About cookies on this site Our websites require some cookies to function properly (required). In addition, other cookies may be used with your consent to analyze site usage, improve the user experience and for advertising. For more information, please review your options. By visiting our website, you agree to our processing of information as described in IBM’sprivacy statement. To provide a smooth navigation, your cookie preferences will be shared across the IBM web domains listed here.
Troubleshooting
Problem
I'm using SPSS for Windows and I have a data file with thousands of variables. I'm looking for a way I can automatically or programatically delete all string variables which are blank throughout the entire dataset. In other words, if there are 1000 respondents, then I want to delete all the string variables which are blank for all the 1000 records. I suppose it would be nice to have a way to do this for the numeric or non-string variables as well. Is there any way to do this without scripting?
Resolving The Problem
Yes, there is. This would probably be much easier to do with the SPSS-Python Programmability extension, but it can be performed solely with SPSS command syntax through some creative use of the Output Management System and macros.

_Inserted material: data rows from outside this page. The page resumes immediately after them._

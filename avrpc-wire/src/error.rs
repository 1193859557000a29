//! Wire-level error types.

use thiserror::Error;

/// Errors raised while framing or unframing messages.
#[derive(Debug, Error)]
pub enum WireError {
    #[error("frame declares {needed} payload bytes but only {available} remain")]
    TruncatedFrame { needed: usize, available: usize },

    #[error("message ended before a complete value was decoded")]
    TruncatedMessage,

    #[error("frame payload of {0} bytes exceeds the 32-bit length prefix")]
    FrameTooLarge(usize),

    #[error("malformed envelope: {0}")]
    BadEnvelope(&'static str),

    #[error(transparent)]
    Codec(#[from] avrpc_codec::CodecError),
}
//! Schema error types.

use thiserror::Error;

/// Errors raised while deriving, parsing, or serializing schemas.
#[derive(Debug, Error)]
pub enum SchemaError {
    #[error("unsupported type: {0}")]
    UnsupportedType(String),

    #[error("unknown type name: {0}")]
    UnknownType(String),

    #[error("type {0} defined more than once")]
    DuplicateType(String),

    #[error("invalid schema document: {0}")]
    InvalidSchema(String),

    #[error("invalid protocol document: {0}")]
    InvalidProtocol(String),

    #[error("JSON error: {0}")]
    Json(#[from] serde_json::Error),
}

NOTE: the following routines assume that you are using at least version 14 because they make use of multiple datasets.
To use the following examples, please create a directory called c:\temp and open the Employee Data.sav sample dataset. Create 2 new variables: 1 string called 'blankstring' and one numeric called 'blanknumeric'. Leave them blank, of course. Save the file as c:\temp\blanktest.sav.
Then, for the deletion of all string variables:
*DeleteEmptyStringVariables.
*the following SET MPRINT command lets you see exactly how the macro
parameters are being passed into the expanded text.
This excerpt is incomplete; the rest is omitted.